*** STUDY MATERIAL

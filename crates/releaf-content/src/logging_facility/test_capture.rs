//! In-memory event capture for logging assertions in tests.

use std::collections::HashMap;
use std::sync::{Arc, Mutex, OnceLock};
use tracing::field::Visit;
use tracing::{Level, Subscriber};
use tracing_subscriber::layer::{Context, SubscriberExt};
use tracing_subscriber::registry::LookupSpan;
use tracing_subscriber::util::SubscriberInitExt;
use tracing_subscriber::Layer;

/// One recorded event
#[derive(Clone, Debug)]
pub struct CapturedEvent {
    pub level: Level,
    pub component: Option<String>,
    pub op: Option<String>,
    pub event: Option<String>,
    pub fields: HashMap<String, String>,
}

impl CapturedEvent {
    pub fn field(&self, name: &str) -> Option<&str> {
        self.fields.get(name).map(String::as_str)
    }
}

struct FieldVisitor {
    fields: HashMap<String, String>,
}

impl FieldVisitor {
    fn new() -> Self {
        Self {
            fields: HashMap::new(),
        }
    }
}

impl Visit for FieldVisitor {
    fn record_debug(&mut self, field: &tracing::field::Field, value: &dyn std::fmt::Debug) {
        self.fields
            .insert(field.name().to_string(), format!("{:?}", value));
    }

    fn record_str(&mut self, field: &tracing::field::Field, value: &str) {
        self.fields
            .insert(field.name().to_string(), value.to_string());
    }

    fn record_i64(&mut self, field: &tracing::field::Field, value: i64) {
        self.fields
            .insert(field.name().to_string(), value.to_string());
    }

    fn record_bool(&mut self, field: &tracing::field::Field, value: bool) {
        self.fields
            .insert(field.name().to_string(), value.to_string());
    }

    fn record_u64(&mut self, field: &tracing::field::Field, value: u64) {
        self.fields
            .insert(field.name().to_string(), value.to_string());
    }
}

/// Test capture layer for collecting log events
pub struct TestCaptureLayer {
    events: Arc<Mutex<Vec<CapturedEvent>>>,
}

impl TestCaptureLayer {
    pub fn new() -> (Self, TestCapture) {
        let events = Arc::new(Mutex::new(Vec::new()));
        let layer = Self {
            events: events.clone(),
        };
        let capture = TestCapture { events };
        (layer, capture)
    }
}

impl<S> Layer<S> for TestCaptureLayer
where
    S: Subscriber + for<'a> LookupSpan<'a>,
{
    fn on_event(&self, event: &tracing::Event<'_>, _ctx: Context<'_, S>) {
        let metadata = event.metadata();
        let mut visitor = FieldVisitor::new();
        event.record(&mut visitor);

        let captured = CapturedEvent {
            level: *metadata.level(),
            component: visitor.fields.get("component").cloned(),
            op: visitor.fields.get("op").cloned(),
            event: visitor.fields.get("event").cloned(),
            fields: visitor.fields,
        };

        self.events
            .lock()
            .map(|mut events| events.push(captured))
            .ok();
    }
}

/// Handle for accessing captured events in tests
pub struct TestCapture {
    events: Arc<Mutex<Vec<CapturedEvent>>>,
}

impl TestCapture {
    pub fn events(&self) -> Vec<CapturedEvent> {
        self.events.lock().map(|e| e.clone()).unwrap_or_default()
    }

    /// # Panics
    ///
    /// Panics unless an event with this `op` and `event` was captured
    pub fn assert_event_exists(&self, op: &str, event: &str) {
        let events = self.events();
        let found = events
            .iter()
            .any(|e| e.op.as_deref() == Some(op) && e.event.as_deref() == Some(event));
        assert!(
            found,
            "Expected event op={} event={} not found in {} captured events",
            op,
            event,
            events.len()
        );
    }

    /// Events recorded for one operation name
    pub fn events_for(&self, op: &str) -> Vec<CapturedEvent> {
        self.events()
            .into_iter()
            .filter(|e| e.op.as_deref() == Some(op))
            .collect()
    }

    pub fn clear(&self) {
        self.events.lock().map(|mut e| e.clear()).ok();
    }

    pub fn count_events<F>(&self, predicate: F) -> usize
    where
        F: Fn(&CapturedEvent) -> bool,
    {
        self.events().iter().filter(|e| predicate(e)).count()
    }
}

static GLOBAL_CAPTURE: OnceLock<TestCapture> = OnceLock::new();

/// Install the capture layer as the global subscriber
///
/// The first call wins; every later call returns a handle to the same
/// buffer, so tests in one binary share events and should filter by `op`.
///
/// ```
/// use releaf_content::logging_facility::test_capture::init_test_capture;
/// use releaf_content::log_op_start;
///
/// let capture = init_test_capture();
/// log_op_start!("doc_capture_op");
/// capture.assert_event_exists("doc_capture_op", "start");
/// ```
pub fn init_test_capture() -> TestCapture {
    GLOBAL_CAPTURE
        .get_or_init(|| {
            let (layer, capture) = TestCaptureLayer::new();
            let _ = tracing_subscriber::registry().with(layer).try_init();
            capture
        })
        .clone()
}

impl Clone for TestCapture {
    fn clone(&self) -> Self {
        Self {
            events: self.events.clone(),
        }
    }
}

******

YOUR GOAL >> Take the lines from the first line of the listing to the line containing "pub fn field(&self, name: &str)". Please print them exactly, ends included, with nothing else.

EXERCISE SOLUTION >>
filename crates/releaf-content/src/logging_facility/test_capture.rs
//! In-memory event capture for logging assertions in tests.

use std::collections::HashMap;
use std::sync::{Arc, Mutex, OnceLock};
use tracing::field::Visit;
use tracing::{Level, Subscriber};
use tracing_subscriber::layer::{Context, SubscriberExt};
use tracing_subscriber::registry::LookupSpan;
use tracing_subscriber::util::SubscriberInitExt;
use tracing_subscriber::Layer;

/// One recorded event
#[derive(Clone, Debug)]
pub struct CapturedEvent {
    pub level: Level,
    pub component: Option<String>,
    pub op: Option<String>,
    pub event: Option<String>,
    pub fields: HashMap<String, String>,
}

impl CapturedEvent {
    pub fn field(&self, name: &str) -> Option<&str> {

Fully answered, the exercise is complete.